(Items from a data source)
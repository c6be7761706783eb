//! The meeting entity and the working-hours window it is validated against.

use std::cmp::Ordering;
use std::fmt;

use chrono::{Local, NaiveDateTime};

use crate::error::Result;
use crate::time::{hour_minute, parse_on_day};

/// Format of the day strings meetings are anchored to.
pub const DAY_FORMAT: &str = "%Y-%m-%d";

/// The current local date as `YYYY-MM-DD`.
pub fn today() -> String {
    Local::now().date_naive().format(DAY_FORMAT).to_string()
}

/// Working-hours bounds as written in the input (e.g. `"9:30am"`, `"18:00"`).
///
/// One value per dataset. It is resolved against a concrete day only when
/// meetings are checked.
#[derive(Debug, Clone, PartialEq, Eq)]
pub struct WorkingHours {
    pub start: String,
    pub end: String,
}

impl Default for WorkingHours {
    fn default() -> Self {
        Self {
            start: "00:00".to_string(),
            end: "24:00".to_string(),
        }
    }
}

impl WorkingHours {
    pub fn new(start: impl Into<String>, end: impl Into<String>) -> Self {
        Self {
            start: start.into(),
            end: end.into(),
        }
    }

    /// Parse both bounds anchored to `day`.
    pub fn resolve(&self, day: &str) -> Result<(NaiveDateTime, NaiveDateTime)> {
        Ok((parse_on_day(day, &self.start)?, parse_on_day(day, &self.end)?))
    }
}

impl fmt::Display for WorkingHours {
    fn fmt(&self, f: &mut fmt::Formatter<'_>) -> fmt::Result {
        write!(f, "{} to {}", self.start, self.end)
    }
}

/// A single scheduled meeting.
///
/// Meetings are totally ordered by `(start, end, name)`: earlier start first,
/// then the shorter meeting, then by name. Equality uses the same three
/// fields.
#[derive(Debug, Clone)]
pub struct Meeting {
    pub name: String,
    pub start: NaiveDateTime,
    pub end: NaiveDateTime,
    /// The `YYYY-MM-DD` day both times were anchored to.
    pub day: String,
    /// `true` until [`Meeting::check_validity`] says otherwise.
    pub is_valid: bool,
}

impl Meeting {
    /// Build a meeting from raw time strings. `day` defaults to today.
    ///
    /// # Errors
    /// Returns `ClashError::InvalidTimeFormat` if either time fails to parse.
    pub fn new(name: impl Into<String>, start: &str, end: &str, day: Option<&str>) -> Result<Self> {
        let day = day.map_or_else(today, str::to_string);
        Ok(Self {
            name: name.into(),
            start: parse_on_day(&day, start)?,
            end: parse_on_day(&day, end)?,
            day,
            is_valid: true,
        })
    }

    /// Check the meeting against `hours` resolved on the meeting's own day.
    ///
    /// Valid iff `day_start <= start` and `end <= day_end`. Stores and
    /// returns the result.
    pub fn check_validity(&mut self, hours: &WorkingHours) -> Result<bool> {
        let (day_start, day_end) = hours.resolve(&self.day)?;
        self.is_valid = day_start <= self.start && self.end <= day_end;
        Ok(self.is_valid)
    }

    fn sort_key(&self) -> (NaiveDateTime, NaiveDateTime, &str) {
        (self.start, self.end, &self.name)
    }
}

impl PartialEq for Meeting {
    fn eq(&self, other: &Self) -> bool {
        self.sort_key() == other.sort_key()
    }
}

impl Eq for Meeting {}

impl PartialOrd for Meeting {
    fn partial_cmp(&self, other: &Self) -> Option<Ordering> {
        Some(self.cmp(other))
    }
}

impl Ord for Meeting {
    fn cmp(&self, other: &Self) -> Ordering {
        self.sort_key().cmp(&other.sort_key())
    }
}

impl fmt::Display for Meeting {
    fn fmt(&self, f: &mut fmt::Formatter<'_>) -> fmt::Result {
        write!(
            f,
            "{} @ {}_{}",
            self.name,
            hour_minute(&self.start),
            hour_minute(&self.end)
        )
    }
}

* **WHAT THE EXERCISE ASKS**
Determine the number of lines in the entries that contain the word "Ordering". Give that number and nothing more.

* **RESULT**
3